My mum called early yesterday morning waking me up, and asked if I wanted to go to a boot fair with her and my dad. I was up like a shot and asked the boys if they wanted to come too, thinking the walking around and fresh air would get the “I’m boooored” out of them for the rest of the day. We drove half an hour to find that the enormous Dunton boot fair was shut, so we travelled further out to Orsett, where we found a small market with two rows.  We ended up buying a wooden stationary organiser for me and a big bag load of new toys, thanks to Little Man’s persistence and persuasion.

It was still barely 9am, so my dad suggested we go somewhere else as the boys were with us.  He ended up driving all the way across the river into Kent and surprised us by taking us to Hewitt’s Pick Your Own Farm.  My mum had been dropping hints about the peas and beans being in season, so he thought he would take us to see what was on offer.

We have been going to Hewitt’s a few times a year since I was a child.  We have so many happy memories and have enjoyed taking our children there as well (here and here).  On this occasion it was very quiet and the fields were sitting empty.  We started at the plum orchards and found most of the fruit still a bit green and hard and not quite ready to pick. 

We moved on to the pea fields which were full of plants loaded down with fat, ripe pea pods.  We got our shoes an the bottom of our trousers covered in mud to our fairly quickly, probably not the best place to wear an abaya that is a bit too late.  The boys were guided by my mum to pick the best ones: fat hard pods, not too soft as they will be empty, not too yellow as they will be over-ripe and not taste as sweet.  We both filled bags to take home, some to eat and the rest to freeze.



















Next door was the broad bean field, mum bypassed it saying they were not her favourite.  The next field along was French beans which are her favourite and which she picked enough to freeze and cook for most of the year.  I was going to bother, but she told me to get picking.  The plants absolutely full and it didn’t take long for me to get a small bag full.  My mum in law will cut these up for me to freeze and we will cook them with chicken, minced lamb or courgette and bell peppers.
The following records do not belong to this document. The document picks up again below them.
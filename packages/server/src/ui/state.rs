//! Shared server state.

use std::{sync::Arc, time::Duration};

use genwatch_shared::time::Clock;
use tokio::sync::Mutex;

use crate::store::AssignmentStore;

/// Shared application state
pub struct AppState {
    /// Assignments and chats
    pub store: Mutex<AssignmentStore>,
    /// Pause between two replayed progress updates
    pub step_delay: Duration,
    /// Bearer token required by the REST endpoints, if any
    pub token: Option<String>,
    /// Source of creation timestamps
    pub clock: Arc<dyn Clock>,
}
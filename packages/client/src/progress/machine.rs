//! Progress view state machine.
//!
//! Turns connection events into a [`ViewState`] and a list of side effects.
//! The machine never touches the connection itself; the session applies the
//! effects it returns.

use crate::{
    connection::ConnectionEvent,
    error::ConnectionError,
    status::{self, FAILED_STEP_INDEX, GenerationStep, StatusMessage},
};

pub const CONNECTING_MESSAGE: &str = "Connecting to progress tracker...";
pub const CONNECTED_MESSAGE: &str = "Connected. Waiting for progress updates...";
pub const RECONNECTING_MESSAGE: &str = "Reconnecting...";
pub const CONNECTION_LOST_MESSAGE: &str = "connection lost";
pub const COMPLETED_MESSAGE: &str = "Generation completed";

/// Lifecycle phase of the tracked connection as shown to the user.
#[derive(Debug, Clone, Copy, PartialEq, Eq, Hash)]
pub enum ConnectionPhase {
    Connecting,
    Connected,
    Disconnected,
    Error,
    Completed,
}

impl ConnectionPhase {
    /// Whether no further transition happens without a manual retry
    pub fn is_settled(&self) -> bool {
        matches!(self, ConnectionPhase::Error | ConnectionPhase::Completed)
    }
}

/// Snapshot consumed by display code.
#[derive(Debug, Clone, PartialEq, Eq)]
pub struct ViewState {
    pub connection_phase: ConnectionPhase,
    /// Active step in `[-1, 5]`; `-1` means error
    pub step_index: i32,
    /// Never empty
    pub display_message: String,
    pub last_error: Option<String>,
}

impl Default for ViewState {
    fn default() -> Self {
        Self {
            connection_phase: ConnectionPhase::Connecting,
            step_index: 0,
            display_message: CONNECTING_MESSAGE.to_string(),
            last_error: None,
        }
    }
}

/// Side effect requested by a transition.
#[derive(Debug, Clone, PartialEq)]
pub enum Effect {
    /// Generation finished; carries the terminal message
    Completed(StatusMessage),
    /// Report an error to the owner
    Failed(String),
    /// Close the connection deliberately
    CloseConnection,
    /// Open the connection again with a fresh attempt counter
    Reconnect,
}

/// State machine behind one progress view.
#[derive(Debug, Clone, Default)]
pub struct ProgressMachine {
    state: ViewState,
}

impl ProgressMachine {
    pub fn new() -> Self {
        Self::default()
    }

    pub fn state(&self) -> &ViewState {
        &self.state
    }

    /// Feed one connection event.
    pub fn handle(&mut self, event: &ConnectionEvent) -> Vec<Effect> {
        if self.state.connection_phase.is_settled() {
            tracing::debug!("Ignoring {:?} in settled phase", event);
            return Vec::new();
        }

        match event {
            ConnectionEvent::Open => self.on_open(),
            ConnectionEvent::Message(message) => self.on_message(message),
            ConnectionEvent::Error(error) => self.on_error(error),
            ConnectionEvent::Closed { clean } => self.on_closed(*clean),
            ConnectionEvent::Reconnecting { .. } => self.on_reconnecting(),
        }
    }

    /// Manual retry from the error phase.
    ///
    /// Returns no effect unless the machine is in [`ConnectionPhase::Error`].
    pub fn retry(&mut self) -> Vec<Effect> {
        if self.state.connection_phase != ConnectionPhase::Error {
            return Vec::new();
        }
        self.state = ViewState::default();
        vec![Effect::Reconnect]
    }

    fn on_open(&mut self) -> Vec<Effect> {
        if self.state.connection_phase != ConnectionPhase::Connecting {
            return Vec::new();
        }
        self.state.connection_phase = ConnectionPhase::Connected;
        self.state.last_error = None;
        self.state.display_message = CONNECTED_MESSAGE.to_string();
        Vec::new()
    }

    fn on_message(&mut self, message: &StatusMessage) -> Vec<Effect> {
        if !matches!(
            self.state.connection_phase,
            ConnectionPhase::Connecting | ConnectionPhase::Connected
        ) {
            return Vec::new();
        }

        if status::is_completed(&message.status) {
            self.state.connection_phase = ConnectionPhase::Completed;
            self.state.step_index = GenerationStep::LAST_INDEX;
            self.state.display_message = match message.message.as_deref() {
                Some(text) if !text.trim().is_empty() => text.to_string(),
                _ => COMPLETED_MESSAGE.to_string(),
            };
            return vec![Effect::Completed(message.clone()), Effect::CloseConnection];
        }

        if status::is_failure(&message.status) {
            let reason = message.failure_reason();
            self.fail(reason.clone());
            return vec![Effect::Failed(reason), Effect::CloseConnection];
        }

        let mapping = status::map_status(message);
        self.state.connection_phase = ConnectionPhase::Connected;
        self.state.step_index = self.state.step_index.max(mapping.step_index);
        self.state.display_message = mapping.display_message;
        Vec::new()
    }

    fn on_error(&mut self, error: &ConnectionError) -> Vec<Effect> {
        let reason = error.to_string();
        if error.is_terminal() {
            self.fail(reason.clone());
            return vec![Effect::Failed(reason)];
        }

        self.state.display_message = match error {
            ConnectionError::MalformedPayload { reason } => {
                format!("Received an unreadable progress update: {}", reason)
            }
            ConnectionError::Transport(reason) => format!("Connection failed: {}", reason),
            other => other.to_string(),
        };
        self.state.last_error = Some(reason);
        Vec::new()
    }

    fn on_closed(&mut self, clean: bool) -> Vec<Effect> {
        if clean || self.state.connection_phase != ConnectionPhase::Connected {
            return Vec::new();
        }
        self.state.connection_phase = ConnectionPhase::Disconnected;
        self.state.display_message = "Connection lost".to_string();
        self.state.last_error = Some(CONNECTION_LOST_MESSAGE.to_string());
        vec![Effect::Failed(CONNECTION_LOST_MESSAGE.to_string())]
    }

    fn on_reconnecting(&mut self) -> Vec<Effect> {
        self.state.connection_phase = ConnectionPhase::Connecting;
        self.state.display_message = RECONNECTING_MESSAGE.to_string();
        Vec::new()
    }

    fn fail(&mut self, reason: String) {
        self.state.connection_phase = ConnectionPhase::Error;
        self.state.step_index = FAILED_STEP_INDEX;
        self.state.display_message = reason.clone();
        self.state.last_error = Some(reason);
    }
}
We walked past fields that have been cordoned off because they were not ready to pick yet, the sweetcorn crop looked beautifully deep green and dense, but wont’ be ready for another month or two.




It was lovely walking through the shade of the orchards with the cool morning breeze.  The apples and pears have some time to go before they are ripe, but for some reason one end of the plum orchard had a row of trees where the fruit had ripened and was falling off, maybe it caught the sun a bit more at that end.  We picked a few handfuls, they were so ripe that you barely had to touch and they came away in your hand.






We sauntered back to the little shop at the entrance of the farm to pay for our vegetables and fruit, stopping for a photoshoot with the boys on the way.  More visitors were just starting to turn up as we were leaving (about 11am).


We bought some big strawberries from the farm shop along with what we had picked.  The kind lady in the shop gave my boys some tubs of raspberries for free.  I asked her about some fresh apple juice in her shop and she explained it was made locally with a variety that was made from sour apples, one that was mad from very sweet apples and one that was made from a mixture of apples to give a balanced taste.  I ended up buying a bottle of the mixed apple juice to try and look forward to testing it.